The Telos of Higher Ed

I've been thinking about Plato and Jonathan Haidt lately. Specifically the latter's writings on the telos of higher education. 

Haidt believes that social justice is an important component of an education, but the ultimate purpose, or telos, of a college should be the pursuit of truth. He goes on to write that, in many colleges, the telos has become social justice and that a college can only have one telos and they should be clear about which one they espouse: truth or social justice.

I agreed with him until recently. I wonder if social justice is just a poor characterization of what these colleges are doing. Would it be better to say their telos is ethics?* When you pit ethics against truth (which is basically science), it becomes harder to make a choice. In fact, it seems that colleges try to pursue both.

I think of Plato's concepts of the Good, the True, and the Beautiful. We tend to get into trouble when one concept overwhelms another. Ken Wilber said that the Good, or ethics, is something we decide as a community. The True requires something independent from the human experience (the scientific method).

Haidt's binary choice forces people to choose one over the other when they are probably both necessary. The True shouldn't usurp the Good, they should coexist. Isn't that what a liberal arts education is supposed to be about?

Where I think he's right is that ethics isn't taught as much as one branch of ethics, social justice, which places care for the oppressed as the ultimate goal toward leading a moral life.

Haidt has talked about how a college should give students many lenses to view the world and social justice only gives one, the lens of power**. The problem with the multi lens path is that it's essentially moral relativism and competing ethical systems is what is tearing our country apart right now.

It would be great if colleges taught multiple ethical systems, how they have been deployed in our culture, and attempted to find a way synthesize them in a society so students can learn to live alongside different tribes.

Colleges can then tell students: "Here are the lenses. Now go out and find a community that holds these ethical values but also be sure to interact with other tribes since you have to share the same physical and political landscape as them."

In a post-Christian world, we need to fill the void of ethics and community. This means people need to sort themselves into clearly defined tribes who share an ethical code. This involves routine face-to-face interaction, ritual, and reflection. Facebook Groups and Sub Reddit threads ARE NOT an effective replacement. People need more options and this will help with social isolation.

It also means we need routine interaction with other tribal communities, so we see them as Americans too. We don't solve problems by growing and mobilizing our tribe, but by building coalitions.

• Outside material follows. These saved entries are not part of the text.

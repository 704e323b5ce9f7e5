//! End-to-end walkthrough
//!
//! Creates a dataset, uploads and parses documents, adds and lists chunks,
//! then converses with a chat assistant bound to the dataset, and finally
//! cleans everything up.
//!
//! Run with a live RAGFlow server:
//!
//! ```text
//! RAGFLOW_BASE_URL=http://localhost:5000 RAGFLOW_API_KEY=... \
//!     cargo run --example end_to_end
//! ```

use ragflow_client::{
    AddChunkRequest, ChatCompletionRequest, CreateChatRequest, CreateDatasetRequest,
    CreateSessionRequest, RagflowClient, get_api_key, get_base_url,
};

#[tokio::main]
async fn main() -> Result<(), Box<dyn std::error::Error>> {
    let base_url = get_base_url(None);
    let api_key = get_api_key().ok_or("RAGFLOW_API_KEY is not set")?;
    let client = RagflowClient::new(base_url, api_key)?;

    // Create a dataset
    println!("Creating dataset...");
    let mut request = CreateDatasetRequest::new("example_dataset");
    request.description = Some("Example dataset".to_string());
    let dataset = client.create_dataset(request).await?;
    let dataset_id = dataset["data"]["id"]
        .as_str()
        .ok_or("dataset response missing data.id")?
        .to_string();
    println!("Dataset created: {dataset_id}");

    // Upload documents
    println!("Uploading documents...");
    let files = ["test_files/test1.txt", "test_files/test2.pdf"];
    let uploaded = client.upload_documents(&dataset_id, &files).await?;
    let document_ids: Vec<String> = uploaded["data"]
        .as_array()
        .into_iter()
        .flatten()
        .filter_map(|doc| doc["id"].as_str().map(String::from))
        .collect();
    println!("Documents uploaded: {document_ids:?}");

    // Parse them into chunks
    println!("Parsing documents...");
    client.parse_documents(&dataset_id, &document_ids).await?;
    println!("Parsing started");

    // Add a manual chunk
    println!("Adding a chunk...");
    let chunk_request = AddChunkRequest::new("This is a test chunk").keywords(["test", "example"]);
    let chunk = client
        .add_chunk(&dataset_id, &document_ids[0], chunk_request)
        .await?;
    println!("Chunk added: {}", chunk["data"]["chunk"]["id"]);

    // List chunks
    println!("Listing chunks...");
    let chunks = client
        .list_chunks(&dataset_id, &document_ids[0], Default::default())
        .await?;
    println!("Chunks: {}", chunks["data"]["chunks"]);

    // Create a chat assistant over the dataset
    println!("Creating chat assistant...");
    let chat = client
        .create_chat(CreateChatRequest::new("example_chat").datasets([dataset_id.clone()]))
        .await?;
    let chat_id = chat["data"]["id"]
        .as_str()
        .ok_or("chat response missing data.id")?
        .to_string();
    println!("Chat assistant created: {chat_id}");

    // Open a session and converse
    println!("Conversing...");
    let session = client
        .create_session(&chat_id, CreateSessionRequest::new("example_session"))
        .await?;
    let session_id = session["data"]["id"]
        .as_str()
        .ok_or("session response missing data.id")?
        .to_string();
    let reply = client
        .converse_with_chat(
            &chat_id,
            ChatCompletionRequest::new("What are RAGFlow's strengths?").session(&session_id),
        )
        .await?;
    println!("Answer: {}", reply["data"]["answer"]);

    // Clean up
    println!("Cleaning up...");
    client.delete_sessions(&chat_id, &[session_id]).await?;
    client.delete_chats(&[chat_id]).await?;
    client.delete_documents(&dataset_id, &document_ids).await?;
    client.delete_datasets(&[dataset_id]).await?;
    println!("Done");

    Ok(())
}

*After listening to Haidt's lecture again, it appears he was criticizing social justice's attempts to achieve equal outcomes in all instances and inferring all forms of racial and gender disparity are due to prejudice. Any attempts at using truth to suggest prejudice might not explain the disparity but something else gets shouted down without reason.

**Haidt actually said this about intersectionality, not social justice. Although you could argue that social justice is about the lens of power as well.